Open Australia. 72 tennisti in quarantena in hotel: nessuna deroga per allenarsi
L'appello di Djokovic non è stato accolto e c'è chi si allena nella camera d'albergo
Le decine di stelle del tennis poste in quarantena negli hotel prima dell'apertura degli Australian Open non beneficeranno di "alcun trattamento preferenziale" per potersi allenare. E' la decisione delle autorità australiane che risponde dunque con un netto "no" alle richieste espresse da Novak Djokovic, numero 1 del mondo.

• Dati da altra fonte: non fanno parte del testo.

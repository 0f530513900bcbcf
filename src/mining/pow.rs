//! Hash-based reward gate
//!
//! Simulated proof-of-work: search for a nonce whose SHA-256 digest starts
//! with `difficulty` zero hex digits. The search is the synchronous gate on
//! reward issuance, so it is bounded both by a nonce limit and a wall-clock
//! timeout; hitting either bound reports failure.

use std::time::{Duration, Instant};

use sha2::{Digest, Sha256};

use crate::config::MiningConfig;

/// Timeout is checked once per this many nonces
const TIMEOUT_CHECK_BATCH: u64 = 1024;

/// Inputs captured at attempt time
#[derive(Debug, Clone)]
pub struct SearchParams<'a> {
    pub address: &'a str,
    pub is_golden: bool,
    pub combo: u32,
    pub timestamp_ms: u64,
}

/// Outcome of one bounded search. On failure, `hash`/`nonce` carry the last
/// tried values.
#[derive(Debug, Clone, PartialEq)]
pub struct MiningResult {
    pub success: bool,
    pub hash: Option<String>,
    pub nonce: Option<u64>,
    pub reward: Option<f64>,
}

impl MiningResult {
    fn failure(hash: Option<String>, nonce: Option<u64>) -> Self {
        Self {
            success: false,
            hash,
            nonce,
            reward: None,
        }
    }
}

/// Difficulty rises with the streak and is capped to bound search cost
pub fn effective_difficulty(config: &MiningConfig, is_golden: bool, combo: u32) -> u32 {
    let base = if is_golden {
        config.difficulty_golden
    } else {
        config.difficulty_regular
    };
    (base + combo / config.difficulty_combo_divisor).min(config.max_difficulty)
}

/// Linear combo scaling over the base reward
pub fn reward_for_combo(config: &MiningConfig, is_golden: bool, combo: u32) -> f64 {
    let base = if is_golden {
        config.reward_golden
    } else {
        config.reward_regular
    };
    base * (1.0 + combo.saturating_sub(1) as f64 * config.combo_multiplier_step)
}

/// Domain separation between the two attempt kinds
fn domain(is_golden: bool) -> &'static str {
    if is_golden { "golden-coin" } else { "coin" }
}

fn attempt_message(params: &SearchParams, nonce: u64) -> String {
    format!(
        "{}:{}:{}:{}:{}",
        params.address,
        nonce,
        params.timestamp_ms,
        domain(params.is_golden),
        params.combo
    )
}

/// Run one bounded nonce search.
pub fn search(params: &SearchParams, config: &MiningConfig) -> MiningResult {
    let difficulty = effective_difficulty(config, params.is_golden, params.combo) as usize;
    let target = "0".repeat(difficulty);
    let deadline = Instant::now() + Duration::from_millis(config.search_timeout_ms);

    let mut last_hash = None;
    let mut nonce = 0u64;
    while nonce < config.max_nonce {
        let digest = Sha256::digest(attempt_message(params, nonce).as_bytes());
        let hash = hex::encode(digest);
        if hash.starts_with(&target) {
            return MiningResult {
                success: true,
                hash: Some(hash),
                nonce: Some(nonce),
                reward: Some(reward_for_combo(config, params.is_golden, params.combo)),
            };
        }
        last_hash = Some(hash);
        nonce += 1;
        if nonce % TIMEOUT_CHECK_BATCH == 0 && Instant::now() >= deadline {
            log::debug!("hash search timed out after {nonce} nonces");
            break;
        }
    }
    MiningResult::failure(last_hash, nonce.checked_sub(1))
}
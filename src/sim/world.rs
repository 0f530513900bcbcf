//! Gravity-driven body simulation
//!
//! The world owns every body, advances them in fixed timesteps, resolves the
//! one solid interaction the game has (dynamic bodies landing on static
//! slabs), and reports sensor overlaps edge-triggered: a pair is reported on
//! the step it starts touching and never again while contact persists.
//!
//! Input-driven motion (jump, fly, coin drift) goes through the kinematic
//! overrides [`World::set_velocity`] / [`World::set_position`] instead of
//! force integration. Arcade control, not realistic dynamics.

use std::collections::HashSet;

use glam::Vec2;

use super::body::{Body, BodyHandle};
use crate::consts::TICK_MS;

/// A sensor overlap that started this step. `a` is the dynamic body,
/// `b` the sensor.
#[derive(Debug, Clone, Copy, PartialEq, Eq)]
pub struct Contact {
    pub a: BodyHandle,
    pub b: BodyHandle,
}

struct Slot {
    generation: u32,
    body: Option<Body>,
}

/// The physics world (one per game session)
pub struct World {
    gravity: Vec2,
    terminal_fall_speed: f32,
    slots: Vec<Slot>,
    free: Vec<u32>,
    /// Sensor pairs overlapping as of the previous step
    touching: HashSet<(BodyHandle, BodyHandle)>,
}

impl World {
    pub fn new(gravity: Vec2, terminal_fall_speed: f32) -> Self {
        Self {
            gravity,
            terminal_fall_speed,
            slots: Vec::new(),
            free: Vec::new(),
            touching: HashSet::new(),
        }
    }

    /// Insert a body into the simulated set
    pub fn add_body(&mut self, body: Body) -> BodyHandle {
        if let Some(index) = self.free.pop() {
            let slot = &mut self.slots[index as usize];
            slot.body = Some(body);
            BodyHandle {
                index,
                generation: slot.generation,
            }
        } else {
            self.slots.push(Slot {
                generation: 0,
                body: Some(body),
            });
            BodyHandle {
                index: self.slots.len() as u32 - 1,
                generation: 0,
            }
        }
    }

    /// Remove a body. Stale handles are ignored, so removing twice is a no-op.
    pub fn remove_body(&mut self, handle: BodyHandle) {
        let Some(slot) = self.slots.get_mut(handle.index as usize) else {
            return;
        };
        if slot.generation != handle.generation || slot.body.is_none() {
            return;
        }
        slot.body = None;
        slot.generation += 1;
        self.free.push(handle.index);
    }

    pub fn contains(&self, handle: BodyHandle) -> bool {
        self.body(handle).is_some()
    }

    pub fn body(&self, handle: BodyHandle) -> Option<&Body> {
        let slot = self.slots.get(handle.index as usize)?;
        if slot.generation != handle.generation {
            return None;
        }
        slot.body.as_ref()
    }

    pub fn body_mut(&mut self, handle: BodyHandle) -> Option<&mut Body> {
        let slot = self.slots.get_mut(handle.index as usize)?;
        if slot.generation != handle.generation {
            return None;
        }
        slot.body.as_mut()
    }

    /// Kinematic velocity override (jump/fly input)
    pub fn set_velocity(&mut self, handle: BodyHandle, vel: Vec2) {
        if let Some(body) = self.body_mut(handle) {
            body.vel = vel;
        }
    }

    /// Kinematic position override (coin drift/recycle)
    pub fn set_position(&mut self, handle: BodyHandle, pos: Vec2) {
        if let Some(body) = self.body_mut(handle) {
            body.pos = pos;
        }
    }

    /// Live bodies with their handles
    pub fn bodies(&self) -> impl Iterator<Item = (BodyHandle, &Body)> {
        self.slots.iter().enumerate().filter_map(|(i, slot)| {
            slot.body.as_ref().map(|body| {
                (
                    BodyHandle {
                        index: i as u32,
                        generation: slot.generation,
                    },
                    body,
                )
            })
        })
    }

    pub fn body_count(&self) -> usize {
        self.slots.iter().filter(|s| s.body.is_some()).count()
    }

    /// Advance the simulation by `dt_ms` and return the sensor contacts that
    /// started this step.
    ///
    /// Order: gravity integration with the terminal-fall clamp, position
    /// update, solid contact resolution, then edge-triggered sensor overlap
    /// detection.
    pub fn step(&mut self, dt_ms: f32) -> Vec<Contact> {
        let k = dt_ms / TICK_MS;

        for slot in &mut self.slots {
            let Some(body) = slot.body.as_mut() else {
                continue;
            };
            if body.is_static {
                continue;
            }
            body.vel += self.gravity * k;
            if body.vel.y > self.terminal_fall_speed {
                body.vel.y = self.terminal_fall_speed;
            }
            body.pos += body.vel * k;
        }

        self.resolve_solid_contacts();
        self.detect_sensor_contacts()
    }

    /// Land dynamic bodies on static solid slabs: snap to the slab top and
    /// zero any downward velocity.
    fn resolve_solid_contacts(&mut self) {
        let slabs: Vec<(Vec2, Vec2)> = self
            .bodies()
            .filter(|(_, b)| b.is_static && !b.is_sensor)
            .map(|(_, b)| b.aabb())
            .collect();

        for slot in &mut self.slots {
            let Some(body) = slot.body.as_mut() else {
                continue;
            };
            if body.is_static || body.is_sensor {
                continue;
            }
            let half = body.shape.half_extents();
            for &(slab_min, slab_max) in &slabs {
                let (bmin, bmax) = body.aabb();
                let overlapping = bmin.x < slab_max.x
                    && bmax.x > slab_min.x
                    && bmin.y < slab_max.y
                    && bmax.y > slab_min.y;
                if overlapping && body.vel.y >= 0.0 {
                    body.pos.y = slab_min.y - half.y;
                    body.vel.y = 0.0;
                }
            }
        }
    }

    /// Report sensor overlaps that were not present on the previous step.
    fn detect_sensor_contacts(&mut self) -> Vec<Contact> {
        let dynamics: Vec<BodyHandle> = self
            .bodies()
            .filter(|(_, b)| !b.is_static && !b.is_sensor)
            .map(|(h, _)| h)
            .collect();
        let sensors: Vec<BodyHandle> = self
            .bodies()
            .filter(|(_, b)| b.is_sensor)
            .map(|(h, _)| h)
            .collect();

        let mut contacts = Vec::new();
        let mut touching = HashSet::new();
        for &a in &dynamics {
            for &b in &sensors {
                let (Some(body_a), Some(body_b)) = (self.body(a), self.body(b)) else {
                    continue;
                };
                if !body_a.overlaps(body_b) {
                    continue;
                }
                if !self.touching.contains(&(a, b)) {
                    contacts.push(Contact { a, b });
                }
                touching.insert((a, b));
            }
        }
        // Pairs involving removed bodies drop out here, so a reused slot
        // starts with a clean edge.
        self.touching = touching;
        contacts
    }
}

Nel fine settimana alcuni passeggeri sono risultati positivi al Covid-19 su tre dei 17 voli che hanno trasportato i giocatori e il loro entourage. Per questo motivo i 72 tennisti che si trovavano a bordo, poco più di un quarto dei 256 attesi, non potranno allenarsi prima dello scadere dei 15 giorni previsti per prevenire la diffusione del contagio.
Costretti a spedire palline contro i muri delle stanze d'albergo, i giocatori hanno chiesto un allentamento delle misure di isolamento per essere pronti l'8 febbraio, quando dovrebbe iniziare il primo torneo del Grande Slam 2021. Djokovic, che ha superato il Covid la scorsa estate, ha viaggiato su un volo in cui nessun caso è stato identificato ed è quindi stato autorizzato ad allenarsi, ma si è fatto portatore delle richieste dei colleghi chiedendo agli organizzatori del torneo per esempio di trasferirli in abitazioni private dotate di campo da tennis.
Il primo ministro dello Stato di Victoria, Daniel Andrews, ha tuttavia respinto questa richiesta, dicendo che le autorità non annulleranno le misure messe in atto. "La gente è libera di fare domande, ma la risposta è no. Non c'è un trattamento speciale qui. Il virus non tratta nessuno in modo speciale e quindi nemmeno noi", ha detto.
In totale a Melbourne in isolamento in albergo ci sono dunque ben 72 giocatori e, pare, il primo positivo, la cui identità non è stata svelata. Altre nove persone legate al torneo a vario titolo sarebbero risultate positive e in quarantena.
C'è che si lamenta sui social del trattamento e della nebulosità delle informazioni preventive, ma quei pochi che hanno provato a mettere il naso fuori dalla camera per parlare con un collega o un trainer sono stati già minacciati di multe salatissime o di essere trasferiti in hotel con poliziotti a ogni piano a controllarli. "E' un comportamento inammissibile" li ha bacchettati il commissario per la quarantena nello Stato, Emma Cassar, respingendo le critiche di coloro che negano di essere stati a conoscenza delle restrizioni cui si rischiava di andare incontro in caso di contatto con persone positive. "Se l'avessi saputo non ci sarei proprio venuta", hanno twittato la romena Sorana Cirstea e la kazaka Yulia Putintseva. Gli organizzatori hanno cercato di mettere loro a disposizione attrezzi nelle camere per allenarsi.
La gran parte dei tennisti iscritti al torneo, tra i quali 14 tra azzurri e azzurre, è comunque in quarantena a Melbourne ma può uscire dagli alberghi per allenarsi per cinque ore al giorno. Novak Djokovic e Rafael Nadal, ma anche Jannik Sinner, Serena Williams e Naomi Osaka sono stati fatti sbarcare invece nella più tranquilla e isolata Adelaide, aumentando i malumori.